In the meantime, deep learning systems are very tricky to set up. They are complex and costly, and many so-called hyperparameters are difficult to determine in advance without a lot of experience or experimentation. Training a deep learning model can require several orders of magnitude more compute capacity and cost compared to other, more straightforward machine learning models. For example, a logistic regression model is simple enough to run on one machine for a small dataset, and it remains a very effective approach for many classification tasks today. Progress in hardware acceleration (via GPUs and more recently Google’s TPUs) promises to drive the cost per computational unit down. But today, deep learning systems remain the most expensive machine learning method by a wide margin, and that alone may price the approach beyond the range of most use cases.

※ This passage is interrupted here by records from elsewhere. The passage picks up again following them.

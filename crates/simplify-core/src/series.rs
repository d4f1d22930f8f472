// File: crates/simplify-core/src/series.rs
// Summary: Named point series as handed over by the data-ingestion boundary.

use crate::error::SimplifyError;
use crate::options::SimplifyOptions;
use crate::simplify::simplify;
use crate::types::Point;

#[derive(Clone, Debug, PartialEq)]
pub struct Series {
    pub name: String,
    pub points: Vec<Point>,
}

impl Series {
    pub fn new(name: impl Into<String>, points: Vec<Point>) -> Self {
        Self { name: name.into(), points }
    }

    pub fn from_xy(name: impl Into<String>, data: &[(f64, f64)]) -> Self {
        Self { name: name.into(), points: data.iter().map(|&p| Point::from(p)).collect() }
    }

    pub fn len(&self) -> usize { self.points.len() }

    pub fn is_empty(&self) -> bool { self.points.is_empty() }

    pub fn first(&self) -> Option<Point> { self.points.first().copied() }

    pub fn last(&self) -> Option<Point> { self.points.last().copied() }

    /// A copy of this series reduced with `options`; the name is kept.
    pub fn simplified(&self, options: &SimplifyOptions) -> Result<Self, SimplifyError> {
        Ok(Series { name: self.name.clone(), points: simplify(&self.points, options)? })
    }
}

Thus, deep learning is still just one of many machine learning methods. It is very promising when aimed at a specific class of problems, but it is not a silver bullet. Just because a technology uses deep learning doesn’t mean other traditional AI and machine learning approaches are not more valuable or practical. Artificial intelligence is multi-purpose technology we can put to work in security and other industries as well, learning, iterating, and improving as we go.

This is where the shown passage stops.